Tour of Bridgewater State Hospital for the criminally insane, first of Frederick Wiseman's institutional vivisections. "I need help, but I don't know where I can get it." "You get it here, I guess." Bow ties and party hats and pom-poms bracket the visit, a zombified soft-shoe to mock the idea of escape through art. (The emcee is the warden himself, brimming with seamy grins and limericks, practically a Cassavetes bit player.) Rants, stutters, spasms, a morose trombone, unexpectedly beatific vocals.
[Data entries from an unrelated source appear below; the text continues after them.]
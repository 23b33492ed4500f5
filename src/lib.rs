// src/lib.rs

//! Sitemapper Library
//!
//! Generates size-bounded sitemap shards plus an index document from
//! arbitrary URL providers, and keeps the catalog current through a
//! change-log-driven incremental pipeline.

pub mod changelog;
pub mod config;
pub mod error;
pub mod models;
pub mod pipeline;
pub mod providers;
pub mod serializer;
pub mod service;
pub mod storage;
pub mod utils;
//! I2C transport consumed by the expander drivers.

use crate::error::Result;

/// Byte-level I2C master.
///
/// The three expander chips hang off one bus, and every register access is
/// a blocking round trip through a single `I2cBus` instance, so chip
/// traffic stays strictly serialized. The bus-cycle sequencing in
/// `supervisor` depends on that: no unrelated transaction may land between
/// two strobe writes.
pub trait I2cBus {
    /// Write `bytes` to the 7-bit slave `addr`.
    fn write(&mut self, addr: u8, bytes: &[u8]) -> Result<()>;

    /// Fill `buf` by reading from the slave.
    fn read(&mut self, addr: u8, buf: &mut [u8]) -> Result<()>;

    /// Write `out`, then read `buf.len()` bytes back. Register reads on
    /// chips with a register pointer go through here.
    fn write_read(&mut self, addr: u8, out: &[u8], buf: &mut [u8]) -> Result<()> {
        self.write(addr, out)?;
        self.read(addr, buf)
    }
}

#[cfg(unix)]
pub use dev::I2cDev;

#[cfg(unix)]
mod dev {
    use std::fs::{File, OpenOptions};
    use std::io::{Read, Write};
    use std::os::unix::io::AsRawFd;
    use std::path::Path;

    use super::I2cBus;
    use crate::error::Result;

    /// `ioctl` request selecting the slave address for subsequent reads
    /// and writes on an i2c-dev file descriptor.
    const I2C_SLAVE: libc::c_ulong = 0x0703;

    /// Transport over a Linux `/dev/i2c-N` character device.
    pub struct I2cDev {
        file: File,
        slave: Option<u8>,
    }

    impl I2cDev {
        pub fn open(path: impl AsRef<Path>) -> Result<Self> {
            let file = OpenOptions::new().read(true).write(true).open(path)?;
            Ok(Self { file, slave: None })
        }

        /// Point the device node at `addr`. The ioctl is only reissued
        /// when the target chip changes between transactions.
        fn select(&mut self, addr: u8) -> Result<()> {
            if self.slave == Some(addr) {
                return Ok(());
            }
            let rc = unsafe {
                libc::ioctl(self.file.as_raw_fd(), I2C_SLAVE, libc::c_ulong::from(addr))
            };
            if rc < 0 {
                return Err(std::io::Error::last_os_error().into());
            }
            self.slave = Some(addr);
            Ok(())
        }
    }

    impl I2cBus for I2cDev {
        fn write(&mut self, addr: u8, bytes: &[u8]) -> Result<()> {
            self.select(addr)?;
            self.file.write_all(bytes)?;
            Ok(())
        }

        fn read(&mut self, addr: u8, buf: &mut [u8]) -> Result<()> {
            self.select(addr)?;
            self.file.read_exact(buf)?;
            Ok(())
        }
    }
}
Cells are bare and so are many of the inmates, one is a former teacher relentlessly taunted by guards, bloodied following a rough shave he stomps and rattles in his blanched room. Plain observation, calm shocks à la Resnais. Tube and funnel for the emaciated prisoner (the force-feeding is intercut with funeral preparations of the same man's cadaver, a far gentler procedure), "heavy doses" of tranquilizers for the would-be paranoid. "Have You Ever Been Lonely? Have You Ever Been Blue?" Self-described agitators debate communism and Vietnam ("America is the female part of the world, and she's sex-crazed!"), elsewhere in the yard one clings to religion the best he can, standing on his head. Amid the chaos, nurses and social workers try their damnedest—after birthday cakes and pin-the-tail-on-donkey games, a thankful letter is reward enough. Poe's madhouse, definitely Fuller's, "very interesting work," reform is the revolution tacitly recommended. (Brook's Marat/Sade is concurrent.) Wiseman's inquisitive outrage dives headlong into the snake pit, his sense of incongruous beauty locates an ethereal flash (darkened rec room, "Chinatown, My Chinatown," flickering TV set), more than worthy reasons for a law student to take up cinema. Prognosis, curtain call, censorship. "It's time to go, we had a show..." Chayefsky's The Hospital and Forman's One Flew Over the Cuckoo's Nest are notable responses. In black and white.